Centrioles grow more slowly, but for a longer period, in the presence of eAna2(12A). (A i) Images show the typical centriolar recruitment dynamics of Sas-6-mNG in a WT embryo or an embryo expressing eAna2(12A) during nuclear cycle 12—aligned to centriole separation at the start of S-phase (CS; t = 0). Images were obtained by superimposing all the centrioles at each time point and averaging their fluorescence (scale bar = 1 µm). (ii) Graph shows the normalized (mean ± SEM) Sas-6-mNG centriole recruitment dynamics during nuclear cycle 12 in the presence of WT Ana2 (black) and eAna2(12A) (green) aligned to nuclear envelope breakdown (NEB; t = 0).
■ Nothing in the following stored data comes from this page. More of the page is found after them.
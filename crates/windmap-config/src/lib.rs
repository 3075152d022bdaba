//! Heatmap configuration intake
//!
//! `CardConfig` mirrors the user-facing TOML with every field optional.
//! `CardConfig::validate` is the one place defaults are applied and values
//! are checked; everything downstream works on `HeatmapSettings`.

use chrono::FixedOffset;
use serde::{Deserialize, Serialize};
use std::fs;
use std::path::Path;
use std::time::Duration;
use windmap_core::{
    Colorizer, DataSource, DirectionFormat, IntervalHours, InterpolationMethod, PaletteError,
    StatisticType, Threshold, ThresholdPalette, TimeFormat, MAX_DAYS,
};

pub const DEFAULT_TITLE: &str = "Wind Speed History";
pub const DEFAULT_DAYS: u32 = 7;
pub const DEFAULT_REFRESH_SECS: u64 = 300;
pub const DEFAULT_BIND: &str = "0.0.0.0:8080";

#[derive(Debug, thiserror::Error)]
pub enum ConfigError {
    #[error("Invalid TOML: {0}")]
    Toml(#[from] toml::de::Error),
    #[error("IO error: {0}")]
    Io(#[from] std::io::Error),
    #[error("'entity' is required (wind speed sensor)")]
    MissingEntity,
    #[error("time_interval must be one of: 1, 2, 3, 4, 6, 8, 12, 24 (got {0})")]
    InvalidInterval(u32),
    #[error("days must be between 1 and {MAX_DAYS} (got {0})")]
    InvalidDays(u32),
    #[error("refresh_interval must be at least one second")]
    InvalidRefreshInterval,
    #[error("timezone must be 'local', 'UTC' or an offset like '+02:00' (got {0:?})")]
    InvalidTimezone(String),
    #[error("color_thresholds: {0}")]
    Palette(#[from] PaletteError),
}

/// Heatmap options as written by the user
#[derive(Debug, Clone, Serialize, Deserialize, Default)]
pub struct CardConfig {
    pub entity: Option<String>,
    pub direction_entity: Option<String>,
    pub title: Option<String>,
    pub days: Option<u32>,
    pub time_interval: Option<u32>,
    pub time_format: Option<TimeFormat>,
    pub unit: Option<String>,
    pub color_thresholds: Option<Vec<Threshold>>,
    pub show_direction: Option<bool>,
    pub direction_format: Option<DirectionFormat>,
    /// Seconds between refreshes of the current view
    pub refresh_interval: Option<u64>,
    pub interpolate_colors: Option<bool>,
    pub color_interpolation: Option<InterpolationMethod>,
    pub data_source: Option<DataSource>,
    pub statistic_type: Option<StatisticType>,
    pub timezone: Option<String>,
}

#[derive(Debug, Clone, Serialize, Deserialize, Default)]
pub struct ServerConfig {
    pub bind: Option<String>,
}

#[derive(Debug, Clone, Serialize, Deserialize, Default)]
pub struct AppConfig {
    #[serde(default)]
    pub card: CardConfig,
    pub server: Option<ServerConfig>,
}

impl AppConfig {
    /// Load configuration from WINDMAP_CONFIG path (TOML) if present, with reasonable defaults
    pub fn load() -> Result<Self, ConfigError> {
        let path = std::env::var("WINDMAP_CONFIG").unwrap_or_else(|_| "windmap.toml".to_string());
        Self::load_from(path)
    }

    /// Load from an explicit path; a missing file yields defaults
    pub fn load_from(path: impl AsRef<Path>) -> Result<Self, ConfigError> {
        let path = path.as_ref();
        let cfg = if path.exists() {
            let s = fs::read_to_string(path)?;
            toml::from_str::<AppConfig>(&s)?
        } else {
            AppConfig::default()
        };
        Ok(cfg)
    }

    /// Get HTTP bind address (default 0.0.0.0:8080)
    pub fn http_bind(&self) -> String {
        self.server
            .as_ref()
            .and_then(|s| s.bind.clone())
            .unwrap_or_else(|| DEFAULT_BIND.to_string())
    }
}

/// Time zone that defines local days and hours
#[derive(Debug, Clone, Copy, PartialEq, Eq, Default)]
pub enum Timezone {
    #[default]
    Local,
    Fixed(FixedOffset),
}

impl Timezone {
    pub fn parse(s: &str) -> Result<Self, ConfigError> {
        let trimmed = s.trim();
        if trimmed.eq_ignore_ascii_case("local") {
            return Ok(Timezone::Local);
        }
        let offset = if trimmed.eq_ignore_ascii_case("utc") || trimmed == "Z" {
            FixedOffset::east_opt(0)
        } else {
            trimmed.parse::<FixedOffset>().ok()
        };
        offset
            .map(Timezone::Fixed)
            .ok_or_else(|| ConfigError::InvalidTimezone(s.to_string()))
    }
}

/// Validated heatmap settings
#[derive(Debug, Clone)]
pub struct HeatmapSettings {
    pub entity: String,
    pub direction_entity: Option<String>,
    pub title: String,
    pub days: u32,
    pub interval: IntervalHours,
    pub time_format: TimeFormat,
    pub unit: Option<String>,
    pub palette: ThresholdPalette,
    /// Thresholds came from the user rather than a unit default
    pub custom_thresholds: bool,
    thresholds_from_unit: bool,
    pub show_direction: bool,
    pub direction_format: DirectionFormat,
    pub refresh_interval: Duration,
    pub interpolate_colors: bool,
    pub color_interpolation: InterpolationMethod,
    pub data_source: DataSource,
    pub statistic_type: StatisticType,
    pub timezone: Timezone,
}

impl CardConfig {
    /// Check every option once and fill in defaults
    pub fn validate(&self) -> Result<HeatmapSettings, ConfigError> {
        let entity = self
            .entity
            .as_deref()
            .map(str::trim)
            .filter(|e| !e.is_empty())
            .ok_or(ConfigError::MissingEntity)?
            .to_string();

        let interval = match self.time_interval {
            Some(hours) => {
                IntervalHours::try_from(hours).map_err(|_| ConfigError::InvalidInterval(hours))?
            }
            None => IntervalHours::default(),
        };

        let days = self.days.unwrap_or(DEFAULT_DAYS);
        if !(1..=MAX_DAYS).contains(&days) {
            return Err(ConfigError::InvalidDays(days));
        }

        let refresh_secs = self.refresh_interval.unwrap_or(DEFAULT_REFRESH_SECS);
        if refresh_secs == 0 {
            return Err(ConfigError::InvalidRefreshInterval);
        }

        let timezone = match &self.timezone {
            Some(tz) => Timezone::parse(tz)?,
            None => Timezone::Local,
        };

        let unit = self
            .unit
            .as_deref()
            .map(str::trim)
            .filter(|u| !u.is_empty())
            .map(str::to_string);
        let custom = self.color_thresholds.as_ref().filter(|t| !t.is_empty());
        let palette = match custom {
            Some(thresholds) => ThresholdPalette::new(thresholds.clone())?,
            None => ThresholdPalette::for_unit(unit.as_deref()),
        };

        Ok(HeatmapSettings {
            entity,
            direction_entity: self
                .direction_entity
                .clone()
                .filter(|e| !e.trim().is_empty()),
            title: self.title.clone().unwrap_or_else(|| DEFAULT_TITLE.to_string()),
            days,
            interval,
            time_format: self.time_format.unwrap_or_default(),
            custom_thresholds: custom.is_some(),
            thresholds_from_unit: unit.is_some(),
            unit,
            palette,
            show_direction: self.show_direction.unwrap_or(true),
            direction_format: self.direction_format.unwrap_or_default(),
            refresh_interval: Duration::from_secs(refresh_secs),
            interpolate_colors: self.interpolate_colors.unwrap_or(false),
            color_interpolation: self.color_interpolation.unwrap_or_default(),
            data_source: self.data_source.unwrap_or_default(),
            statistic_type: self.statistic_type.unwrap_or_default(),
            timezone,
        })
    }
}

impl HeatmapSettings {
    /// Direction entity to fetch, if direction display is on
    pub fn active_direction_entity(&self) -> Option<&str> {
        self.direction_entity
            .as_deref()
            .filter(|_| self.show_direction)
    }

    /// Unit label for display, falling back to mph
    pub fn unit_label(&self) -> &str {
        self.unit.as_deref().unwrap_or("mph")
    }

    pub fn colorizer(&self) -> Colorizer {
        Colorizer::new(
            self.palette.clone(),
            self.interpolate_colors,
            self.color_interpolation,
        )
    }

    /// Switch to the default palette of a unit reported by the sensor.
    ///
    /// Only the first detection counts, and custom thresholds are never
    /// replaced. Returns whether the palette changed.
    pub fn apply_detected_unit(&mut self, unit: &str) -> bool {
        let unit = unit.trim();
        if self.custom_thresholds || self.thresholds_from_unit || unit.is_empty() {
            return false;
        }
        self.palette = ThresholdPalette::for_unit(Some(unit));
        self.unit = Some(unit.to_string());
        self.thresholds_from_unit = true;
        tracing::info!(unit, "auto-selected default thresholds");
        true
    }
}
//! Core data types and the sample-to-grid pipeline for wind speed heatmaps
//!
//! This crate turns irregular (timestamp, value) series into a dense
//! day × time-bucket grid and maps each cell to a display color. Everything
//! here is synchronous and side-effect free.

pub mod bucketing;
pub mod color;
pub mod colorize;
pub mod direction;
pub mod grid;
pub mod palette;
pub mod pipeline;
pub mod rollups;
pub mod types;

pub use bucketing::*;
pub use color::*;
pub use colorize::*;
pub use direction::*;
pub use grid::*;
pub use palette::*;
pub use pipeline::*;
pub use rollups::*;
pub use types::*;
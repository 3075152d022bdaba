//! Data source selection and statistics → sample conversion

use crate::window::ViewOffset;
use std::fmt;
use windmap_core::{DataSource, RawSample, StatisticRow, StatisticType};

/// Endpoint that actually answers a query
#[derive(Debug, Clone, Copy, PartialEq, Eq, Hash)]
pub enum ResolvedSource {
    History,
    Statistics,
}

impl fmt::Display for ResolvedSource {
    fn fmt(&self, f: &mut fmt::Formatter<'_>) -> fmt::Result {
        match self {
            ResolvedSource::History => write!(f, "history"),
            ResolvedSource::Statistics => write!(f, "statistics"),
        }
    }
}

/// `auto` reads statistics for past views and history for the current one
pub fn resolve_source(source: DataSource, offset: ViewOffset) -> ResolvedSource {
    match source {
        DataSource::History => ResolvedSource::History,
        DataSource::Statistics => ResolvedSource::Statistics,
        DataSource::Auto if offset.is_current() => ResolvedSource::History,
        DataSource::Auto => ResolvedSource::Statistics,
    }
}

/// Turn hourly statistic rows into samples stamped at the hour start.
///
/// `kind` picks the field, falling back to `mean`; rows with neither are
/// dropped.
pub fn statistics_to_samples(rows: &[StatisticRow], kind: StatisticType) -> Vec<RawSample> {
    rows.iter()
        .filter_map(|row| {
            let value = row.value(kind).or(row.mean)?;
            Some(RawSample::new(row.start, value.to_string()))
        })
        .collect()
}

#[cfg(test)]
mod tests {
    use super::*;
    use chrono::{TimeZone, Utc};

    fn row(hour: u32, mean: Option<f64>, max: Option<f64>) -> StatisticRow {
        StatisticRow {
            start: Utc.with_ymd_and_hms(2024, 3, 1, hour, 0, 0).unwrap(),
            mean,
            min: None,
            max,
        }
    }

    #[test]
    fn test_resolve_source() {
        let past = ViewOffset::new(-7);
        assert_eq!(resolve_source(DataSource::Auto, ViewOffset::CURRENT), ResolvedSource::History);
        assert_eq!(resolve_source(DataSource::Auto, past), ResolvedSource::Statistics);
        assert_eq!(resolve_source(DataSource::History, past), ResolvedSource::History);
        assert_eq!(
            resolve_source(DataSource::Statistics, ViewOffset::CURRENT),
            ResolvedSource::Statistics
        );
    }

    #[test]
    fn test_statistics_conversion() {
        let rows = vec![
            row(0, Some(3.0), Some(9.5)),
            row(1, Some(4.0), None),
            row(2, None, None),
        ];

        let max = statistics_to_samples(&rows, StatisticType::Max);
        assert_eq!(max.len(), 2);
        assert_eq!(max[0].value(), Some(9.5));
        assert_eq!(max[1].value(), Some(4.0));
        assert_eq!(max[1].timestamp, rows[1].start);

        let mean = statistics_to_samples(&rows, StatisticType::Mean);
        assert_eq!(mean[0].value(), Some(3.0));
    }
}
use std::sync::{
    atomic::{AtomicBool, Ordering},
    Arc,
};

use anyhow::{Context, Result};
use axum::{
    extract::{Path, Query, State},
    http::{header, StatusCode},
    response::{IntoResponse, Response},
    routing::{get, post},
    Json, Router,
};
use chrono::{DateTime, Local, Utc};
use opentelemetry::{
    metrics::{Counter, MeterProvider},
    KeyValue,
};
use opentelemetry_prometheus::exporter;
use opentelemetry_sdk::metrics::SdkMeterProvider;
use prometheus::{Encoder, Registry, TextEncoder};
use serde::Deserialize;
use tokio::sync::RwLock;
use tokio::task::JoinHandle;
use windmap_config::{HeatmapSettings, Timezone};
use windmap_core::RawSample;
use windmap_fetch::{FetchError, FetchWindow, HeatmapFetcher, SeriesQuery, ViewOffset};

pub mod store;
pub mod view;

pub use store::MemoryStore;
pub use view::HeatmapView;

pub struct AppState {
    ready: AtomicBool,
    registry: Registry,
    #[allow(dead_code)]
    provider: SdkMeterProvider,
    requests_total: Counter<u64>,
    settings: RwLock<HeatmapSettings>,
    store: Arc<MemoryStore>,
    fetcher: HeatmapFetcher<Arc<MemoryStore>>,
}

impl AppState {
    pub async fn settings(&self) -> HeatmapSettings {
        self.settings.read().await.clone()
    }
}

pub fn build_app(settings: HeatmapSettings) -> Result<(Router, Arc<AppState>)> {
    // Prometheus exporter via OpenTelemetry
    let registry = Registry::new();
    let reader = exporter()
        .with_registry(registry.clone())
        .build()
        .context("failed to build prometheus exporter")?;
    let provider = SdkMeterProvider::builder().with_reader(reader).build();
    let meter = provider.meter("windmap-cli");

    let requests_total = meter
        .u64_counter("windmap_requests_total")
        .with_description("Total HTTP requests served")
        .init();

    let store = Arc::new(MemoryStore::with_direction_entities(
        settings.direction_entity.clone(),
    ));
    let state = Arc::new(AppState {
        ready: AtomicBool::new(false),
        registry,
        provider,
        requests_total,
        settings: RwLock::new(settings),
        fetcher: HeatmapFetcher::new(Arc::clone(&store)),
        store,
    });

    let router = Router::new()
        .route("/healthz", get(healthz))
        .route("/readyz", get(readyz))
        .route("/metrics", get(metrics))
        .route("/api/v1/samples/:entity", post(ingest_samples))
        .route("/api/v1/heatmap", get(heatmap))
        .with_state(Arc::clone(&state));

    Ok((router, state))
}

pub fn set_ready(state: &Arc<AppState>, is_ready: bool) {
    state.ready.store(is_ready, Ordering::Relaxed);
}

/// Render one view of the heatmap as of `now`
pub async fn render_heatmap(
    state: &AppState,
    offset: ViewOffset,
    now: DateTime<Utc>,
) -> Result<HeatmapView, FetchError> {
    let settings = state.settings().await;
    let window = match settings.timezone {
        Timezone::Local => {
            FetchWindow::compute(now, &Local, offset, settings.days, settings.interval)
        }
        Timezone::Fixed(tz) => {
            FetchWindow::compute(now, &tz, offset, settings.days, settings.interval)
        }
    };
    let query = SeriesQuery {
        speed_entity: settings.entity.clone(),
        direction_entity: settings.active_direction_entity().map(str::to_string),
        data_source: settings.data_source,
        statistic_type: settings.statistic_type,
    };

    let series = state.fetcher.fetch(&query, &window, offset).await?;
    let data = view::aggregate(&settings, &series, &window);
    Ok(HeatmapView::build(&settings, &data, &window, offset))
}

/// Re-render the current view every refresh interval
pub fn spawn_refresh(state: Arc<AppState>) -> JoinHandle<()> {
    tokio::spawn(async move {
        let period = state.settings().await.refresh_interval;
        let mut ticker = tokio::time::interval(period);
        loop {
            ticker.tick().await;
            match render_heatmap(&state, ViewOffset::CURRENT, Utc::now()).await {
                Ok(view) => tracing::debug!(
                    max = view.stats.max,
                    avg = view.stats.avg,
                    "refreshed current view"
                ),
                Err(FetchError::InFlight) => {}
                Err(e) => tracing::warn!(error = %e, "refresh failed"),
            }
        }
    })
}

async fn healthz(State(state): State<Arc<AppState>>) -> StatusCode {
    state
        .requests_total
        .add(1, &[KeyValue::new("route", "healthz")]);
    StatusCode::OK
}

async fn readyz(State(state): State<Arc<AppState>>) -> StatusCode {
    if state.ready.load(Ordering::Relaxed) {
        StatusCode::OK
    } else {
        StatusCode::SERVICE_UNAVAILABLE
    }
}

async fn metrics(
    State(state): State<Arc<AppState>>,
) -> (
    [(axum::http::header::HeaderName, axum::http::HeaderValue); 1],
    String,
) {
    let encoder = TextEncoder::new();
    let metric_families = state.registry.gather();
    let mut buf = Vec::new();
    if let Err(e) = encoder.encode(&metric_families, &mut buf) {
        tracing::warn!(error=?e, "failed to encode metrics");
    }
    let body = String::from_utf8(buf).unwrap_or_default();
    let header = (
        header::CONTENT_TYPE,
        axum::http::HeaderValue::from_static("text/plain; version=0.0.4; charset=utf-8"),
    );
    ([header], body)
}

#[derive(Deserialize)]
struct IngestQuery {
    unit: Option<String>,
}

async fn ingest_samples(
    State(state): State<Arc<AppState>>,
    Path(entity): Path<String>,
    Query(q): Query<IngestQuery>,
    Json(samples): Json<Vec<RawSample>>,
) -> impl IntoResponse {
    state
        .requests_total
        .add(1, &[KeyValue::new("route", "samples")]);

    let accepted = state.store.append(&entity, samples).await;
    state.fetcher.invalidate().await;

    if let Some(unit) = q.unit.as_deref() {
        let mut settings = state.settings.write().await;
        if settings.entity == entity {
            settings.apply_detected_unit(unit);
        }
    }

    tracing::debug!(%entity, accepted, "samples ingested");
    (
        StatusCode::OK,
        Json(serde_json::json!({"status":"ok","accepted":accepted})),
    )
}

#[derive(Deserialize)]
struct HeatmapQuery {
    offset: Option<i64>,
    /// Render as of this instant instead of the wall clock
    at: Option<DateTime<Utc>>,
}

struct ApiError(FetchError);

impl IntoResponse for ApiError {
    fn into_response(self) -> Response {
        let status = match self.0 {
            FetchError::Timeout(_) => StatusCode::GATEWAY_TIMEOUT,
            FetchError::InFlight => StatusCode::CONFLICT,
            FetchError::Provider(_) => StatusCode::BAD_GATEWAY,
        };
        (
            status,
            Json(serde_json::json!({"error": self.0.to_string()})),
        )
            .into_response()
    }
}

async fn heatmap(
    State(state): State<Arc<AppState>>,
    Query(q): Query<HeatmapQuery>,
) -> Result<Json<HeatmapView>, ApiError> {
    state
        .requests_total
        .add(1, &[KeyValue::new("route", "heatmap")]);

    let offset = ViewOffset::new(q.offset.unwrap_or(0));
    let now = q.at.unwrap_or_else(Utc::now);
    match render_heatmap(&state, offset, now).await {
        Ok(view) => Ok(Json(view)),
        Err(e) => {
            tracing::warn!(error = %e, offset = offset.days(), "heatmap render failed");
            Err(ApiError(e))
        }
    }
}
N > 14 embryos, n ∼ 100–150 centriole pairs per embryo. (B) Bar charts quantify and compare several centriole growth parameters (mean ± SEM) extracted from the data shown in (A ii). The values were derived from the fitted regression curve of the mean Sas-6-mNG intensity of each individual embryo. Each datapoint represents the average value of all the centriole pairs measured in each embryo. Statistical significance was assessed using an unpaired t test with Welch’s correction (****, P < 0.0001; ***, P < 0.001). (C) Western blot shows Sas-6 levels in WT embryos and embryos expressing one copy of Sas-6-mNG in either a WT or eAna2(12A) background. A prominent non-specific band is highlighted (*); Cnn is shown as loading control. A representative blot is shown from two technical repeats.

Figure 7.

The centriolar Plk4 oscillation is not dramatically perturbed in the presence of eAna2(12A). (A i) Images show the typical centriolar recruitment dynamics of ePlk4-mNG in a WT embryo or an embryo expressing one copy of untagged eAna2(12A) in the presence of one copy of the endogenous WT ana2 gene during nuclear cycle 12—aligned to centriole separation at the start of S-phase (CS; t = 0). Images were obtained by superimposing all the centrioles at each time point and averaging their fluorescence (scale bar = 1 µm). (ii) Graph shows the normalized (mean ± SEM) centriolar recruitment dynamics of ePlk4-mNG in the presence of either only untagged endogenous Ana2 (black) or one copy of untagged eAna2(12A) expressed in the presence of one copy of the endogenous WT ana2 gene (orange) during nuclear cycle 12. Data was aligned to centriole separation (CS) at the start of S-phase. N = 10 embryos, n ∼ 100 centriole pairs per embryo. (B) Bar charts quantify the amplitude (maximal intensity) and period (full width at half maximum intensity) (mean ± SEM) of the Plk4-mNG oscillation. Each data point represents the average value of all the centrioles measured in an individual embryo. Statistical significance was assessed using an unpaired t test with Welch’s correction.

Figure 8.

eAna2(12D/E)-mNG is not recruited to centrioles efficiently. (A i) Images show the typical centriolar recruitment dynamics of WT Ana2-mNG or eAna2(12D/E)-mNG in an embryo also expressing one copy of the endogenous untagged ana2 gene during nuclear cycle 12—aligned to nuclear envelope breakdown (NEB; t = 0). Images were obtained by superimposing all the centrioles at each time point and averaging their fluorescence (scale bar = 1 µm). Note that the centrioles in the embryo expressing eAna2(12D/E)-mNG were very dim so their brightness has been enhanced by 2X relative to the WT control. (ii) Graph shows normalized (mean ± SEM) centriolar recruitment dynamics of either WT Ana2-mNG (black) or eAna2(12D/E)-mNG (blue) expressed in the presence of 1 copy of the endogenous untagged ana2 gene during nuclear cycle 12. Data were aligned to nuclear envelope breakdown (NEB; t = 0). N ≥ 11 embryos, n ∼ 100–150 centriole pairs per embryo. (B) Bar charts quantify the normalised initial and maximal fluorescence intensity (mean ± SEM). Each data point represents the average value of all centrioles measured in an individual embryo. Statistical significance was assessed using an unpaired t test with Welch’s correction (****, P < 0.0001).